I didn’t post about this when it happened … no use in throwing gas on the fire. Plus, a relative of a student was involved. So, I’ve been mulling this over for a few years.
Anyway, a similar situation has occurred after an arrest in Minnesota.
In the local case, one woman (a user) stole drugs from another woman (the dealer).
The thief then hid the drugs … where only a woman can.
The thief was caught by the dealer and her accomplices, who proceeded to retrieve the drugs.
All of them were later caught.
And here’s the thing that bugged me. The dealer was tried, and convicted, of “rape with an object”. News stories suggested the event was non-sexual, and that the object was a finger.
I simply have no idea what to make of this at all. I think what bothers me is that if the police did this, it would not be a crime, and it would only be considered an escalation of the search if there was probable cause. But if a dealer does this with probably cause, it is an escalation of the crime and associated penalty. Hmmm.
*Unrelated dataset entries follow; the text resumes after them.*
use rkyv::{Archive, Deserialize as RkyvDeserialize, Serialize as RkyvSerialize};
use serde::{Deserialize, Serialize};
use std::fmt;

/// Integer grid coordinate.
///
/// A `Position` carries no knowledge of the grid it lives on; every use is
/// checked against the grid bounds first.
#[derive(
    Debug,
    Clone,
    Copy,
    PartialEq,
    Eq,
    Hash,
    Default,
    Serialize,
    Deserialize,
    Archive,
    RkyvSerialize,
    RkyvDeserialize,
)]
#[archive(check_bytes)]
pub struct Position {
    pub x: i32,
    pub y: i32,
}

impl Position {
    #[must_use]
    pub const fn new(x: i32, y: i32) -> Self {
        Self { x, y }
    }

    /// The neighbouring position one step in `dir`.
    #[must_use]
    pub fn step(self, dir: Direction) -> Self {
        let (dx, dy) = dir.offset();
        Self {
            x: self.x + dx,
            y: self.y + dy,
        }
    }
}

impl fmt::Display for Position {
    fn fmt(&self, f: &mut fmt::Formatter<'_>) -> fmt::Result {
        write!(f, "({}, {})", self.x, self.y)
    }
}

/// The eight compass directions an agent can move in.
///
/// The declaration order is the canonical scan order used for gradient
/// following and tie breaking.
#[derive(
    Debug,
    Clone,
    Copy,
    PartialEq,
    Eq,
    Hash,
    Serialize,
    Deserialize,
    Archive,
    RkyvSerialize,
    RkyvDeserialize,
)]
#[archive(check_bytes)]
pub enum Direction {
    North,
    NorthEast,
    East,
    SouthEast,
    South,
    SouthWest,
    West,
    NorthWest,
}

impl Direction {
    /// All directions in scan order.
    pub const ALL: [Direction; 8] = [
        Direction::North,
        Direction::NorthEast,
        Direction::East,
        Direction::SouthEast,
        Direction::South,
        Direction::SouthWest,
        Direction::West,
        Direction::NorthWest,
    ];

    /// `(dx, dy)` offset, with y growing downwards.
    #[must_use]
    pub const fn offset(self) -> (i32, i32) {
        match self {
            Direction::North => (0, -1),
            Direction::NorthEast => (1, -1),
            Direction::East => (1, 0),
            Direction::SouthEast => (1, 1),
            Direction::South => (0, 1),
            Direction::SouthWest => (-1, 1),
            Direction::West => (-1, 0),
            Direction::NorthWest => (-1, -1),
        }
    }

    #[must_use]
    pub fn index(self) -> usize {
        self as usize
    }

    #[must_use]
    pub fn from_index(index: usize) -> Option<Self> {
        Self::ALL.get(index).copied()
    }

    /// Direction of the single step leading from `from` to `to`, if the two
    /// positions are adjacent.
    #[must_use]
    pub fn between(from: Position, to: Position) -> Option<Self> {
        Self::ALL.into_iter().find(|d| from.step(*d) == to)
    }
}

#[cfg(test)]
mod tests {
    use super::*;

    #[test]
    fn test_scan_order_is_clockwise_from_north() {
        let offsets: Vec<_> = Direction::ALL.iter().map(|d| d.offset()).collect();
        assert_eq!(
            offsets,
            vec![
                (0, -1),
                (1, -1),
                (1, 0),
                (1, 1),
                (0, 1),
                (-1, 1),
                (-1, 0),
                (-1, -1)
            ]
        );
        for (i, d) in Direction::ALL.iter().enumerate() {
            assert_eq!(d.index(), i);
            assert_eq!(Direction::from_index(i), Some(*d));
        }
        assert_eq!(Direction::from_index(8), None);
    }

    #[test]
    fn test_between_adjacent_and_distant() {
        let origin = Position::new(5, 5);
        assert_eq!(
            Direction::between(origin, Position::new(5, 4)),
            Some(Direction::North)
        );
        assert_eq!(
            Direction::between(origin, Position::new(4, 6)),
            Some(Direction::SouthWest)
        );
        assert_eq!(Direction::between(origin, origin), None);
        assert_eq!(Direction::between(origin, Position::new(7, 5)), None);
    }
}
IANAL. But based on precedent:
If a police officer conducted a vaginal search of a suspect with his finger, it would be a crime. Anywhere in the USA.
It would probably be ignored if the suspect pleaded quilty to the crime agreed to hold the investigators harmless, in return for a lighter sentence -- which probably covers 90 of the applicable cases.
Outside of small towns in North Dakota or Mississippi however, the cops could be in a world of trouble for such a tactic. Esoecially if the examining officer was a male rather than a female or if a male officer were employed to witness the search.
The sensible thing to do would be (a) to reason with the defendent, explain that a search was inevitable, and that she should cooperate by voluntary removal of the contrband material -- which would count in her favor when a legal verdict came down, (b) keep the suspect under close observation, either by individuals or closed camera, to see if she did in private remove the alleged stolen material from her vagina and attempt to hide it elsewhere (c) keep the suspect under observation until competent legal counsel (her lawyer or public defender) had explained matters to her, after which if still uncooperative she might be restrained while a state certified physician performed a court-ordered inspection.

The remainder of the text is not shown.